__INFORMATION PROVIDED__
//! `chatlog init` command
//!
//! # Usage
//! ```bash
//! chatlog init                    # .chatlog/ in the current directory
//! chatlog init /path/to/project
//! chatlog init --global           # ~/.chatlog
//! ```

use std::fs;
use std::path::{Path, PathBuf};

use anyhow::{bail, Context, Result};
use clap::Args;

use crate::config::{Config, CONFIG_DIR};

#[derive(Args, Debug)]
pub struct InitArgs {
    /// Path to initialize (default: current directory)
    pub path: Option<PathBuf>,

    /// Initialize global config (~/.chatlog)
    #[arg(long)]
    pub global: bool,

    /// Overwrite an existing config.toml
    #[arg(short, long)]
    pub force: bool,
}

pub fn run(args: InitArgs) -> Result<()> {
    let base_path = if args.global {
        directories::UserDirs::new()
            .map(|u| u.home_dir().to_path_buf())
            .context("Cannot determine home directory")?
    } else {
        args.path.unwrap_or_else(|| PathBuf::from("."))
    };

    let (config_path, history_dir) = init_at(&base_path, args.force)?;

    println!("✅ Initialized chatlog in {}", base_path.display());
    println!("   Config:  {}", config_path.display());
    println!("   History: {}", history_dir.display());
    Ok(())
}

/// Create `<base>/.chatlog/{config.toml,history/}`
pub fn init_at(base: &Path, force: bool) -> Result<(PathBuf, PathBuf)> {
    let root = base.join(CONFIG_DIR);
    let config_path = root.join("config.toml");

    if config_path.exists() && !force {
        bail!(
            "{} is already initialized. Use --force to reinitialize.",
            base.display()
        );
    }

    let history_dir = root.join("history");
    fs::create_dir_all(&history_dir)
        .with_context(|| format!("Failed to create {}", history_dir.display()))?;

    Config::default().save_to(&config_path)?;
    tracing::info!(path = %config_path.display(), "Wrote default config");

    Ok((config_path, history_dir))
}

__THE TASK__
Set down, exactly as they appear above, all lines from the one that has "(default: current directory)" down to the one that has "Initialized chatlog in", including those two and no others.

__ANSWER BELOW__
    /// Path to initialize (default: current directory)
    pub path: Option<PathBuf>,

    /// Initialize global config (~/.chatlog)
    #[arg(long)]
    pub global: bool,

    /// Overwrite an existing config.toml
    #[arg(short, long)]
    pub force: bool,
}

pub fn run(args: InitArgs) -> Result<()> {
    let base_path = if args.global {
        directories::UserDirs::new()
            .map(|u| u.home_dir().to_path_buf())
            .context("Cannot determine home directory")?
    } else {
        args.path.unwrap_or_else(|| PathBuf::from("."))
    };

    let (config_path, history_dir) = init_at(&base_path, args.force)?;

    println!("✅ Initialized chatlog in {}", base_path.display());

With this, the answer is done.